Rob Haynes, in ICAEW’s economia, summarises the key issue perfectly: how does government expect IPs (and insolvent businesses pre-appointment) to meet the statutory employee consultation burdens when they must act in the best interests of creditors?  Haynes’ article ends depressingly with thoughts that the EU might influence the protection pendulum to swing even further towards employees.

As I haven’t worked on the front-line for several years, I confess that my point of view is fairly theoretic.  But if we are to persuade government to make the legislation work better for this country’s insolvencies, we need to respond to the Call and I would urge those of you with current experience to put pen to paper, please?

The Insolvency Service’s Call for Evidence, “Collective Redundancy Consultation for Employers Facing Insolvency”, which closes on 12 June, can be found at: https://goo.gl/PW2AOa.

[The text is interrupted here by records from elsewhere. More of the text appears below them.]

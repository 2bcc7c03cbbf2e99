use std::io::{BufRead, Write};
use tracing::{debug, info, instrument};

use super::{Accepted, Stage};
use crate::error::Result;
use crate::protocol::{StreamReader, StreamWriter};

#[derive(Debug, Default, Clone, Copy, PartialEq, Eq)]
pub struct StageSummary {
    pub records_in: usize,
    pub records_out: usize,
    pub skipped: usize,
}

/// Runs `stage` over a whole input stream: header first, then each transformed record.
///
/// An input header, if any, is consumed and not forwarded. Any error aborts
/// the run; records already written stay written.
#[instrument(skip_all, fields(stage = %stage.entity()))]
pub fn run_stage<R, W>(stage: &mut dyn Stage, input: R, output: W) -> Result<StageSummary>
where
    R: BufRead,
    W: Write,
{
    let mut reader = StreamReader::new(input);
    let mut writer = StreamWriter::new(output);
    let mut summary = StageSummary::default();

    writer.write_header(&stage.header())?;
    if let Some(header) = reader.header()? {
        debug!(upstream = %header.name, fields = header.fields.len(), "consumed input header");
    }

    for record in reader {
        summary.records_in += 1;
        match stage.accept(record?)? {
            Accepted::Emit(out) => writer.write_record(&out)?,
            Accepted::Buffered => {}
            Accepted::Skipped => summary.skipped += 1,
        }
    }

    for out in stage.finish()? {
        writer.write_record(&out)?;
    }

    summary.records_out = writer.records_written();
    writer.flush()?;
    info!(
        records_in = summary.records_in,
        records_out = summary.records_out,
        skipped = summary.skipped,
        "stage finished"
    );
    Ok(summary)
}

The economia article can be found at: http://goo.gl/Jfp8CX.

 

Answering the Call

As you know, this is all about the Trade Union and Labour Relations (Consolidation) Act 1992 (“TULRCA”), which requires employers to consult with employee representatives where they are proposing to make redundant 20 or more employees at an establishment.

Personally, I’ve always wondered what government hopes the employee consultation requirements will achieve, especially in insolvency situations.  The foreword to the Call states:

“The intention of this legislation is to ensure that unnecessary redundancies are avoided and to mitigate the effects of redundancies where they do unfortunately need to occur.”

Setting aside for now the realities of whether this can be achieved, if this is the intention, why does TULRCA tie in only establishments where 20 or more redundancies are proposed?  Aren’t these intentions just as valid for smaller businesses?  Does this threshold seek to recognise micro-businesses?  Maybe, although it also lets off large businesses where a relatively small number of redundancies are proposed, which bearing in mind the intention seems illogical to me.

Assuming that the threshold is intended to avoid micro-businesses carrying the cost burden of complying with consultation requirements, then this does seem to acknowledge that, in some cases, the cost to the employer is a step too far.

But who carries the cost burden in insolvency situations?  At present, the NI Fund.  If the government were to act on calls to elevate the priority of these claims, it would impact on the recoveries of creditors, or perhaps even the Administrators’ pockets if it were made an Administration expense.  Would that persuade insolvent companies/IPs to continue trading in order to consult, even if there were no realistic alternative to redundancy?  Even if trading-on were possible, it still doesn’t make it right to continue trading at a loss simply to meet the consultation requirements.

And would a change in protective award priority achieve the intention described above?  Would it avoid unnecessary redundancies or result in more redundancies, as IPs run shy of taking appointments where their options boil down to: achieve a going concern sale with most of the employees intact (but we’d rather you didn’t do a pre-pack to a connected party without an independent review) or you don’t get paid at all?  And where does this leave the skills of IPs to effect rescue and restructuring strategies?

 

City Link Stokes the Fire

The House of Commons’ Committees’ report, “Impact of the closure of City Link on Employment”, just pre-dated the Service’s Call for Evidence.  Although the subject had been bubbling away for many years, this case may have been the light on the blue touch paper leading to the Call.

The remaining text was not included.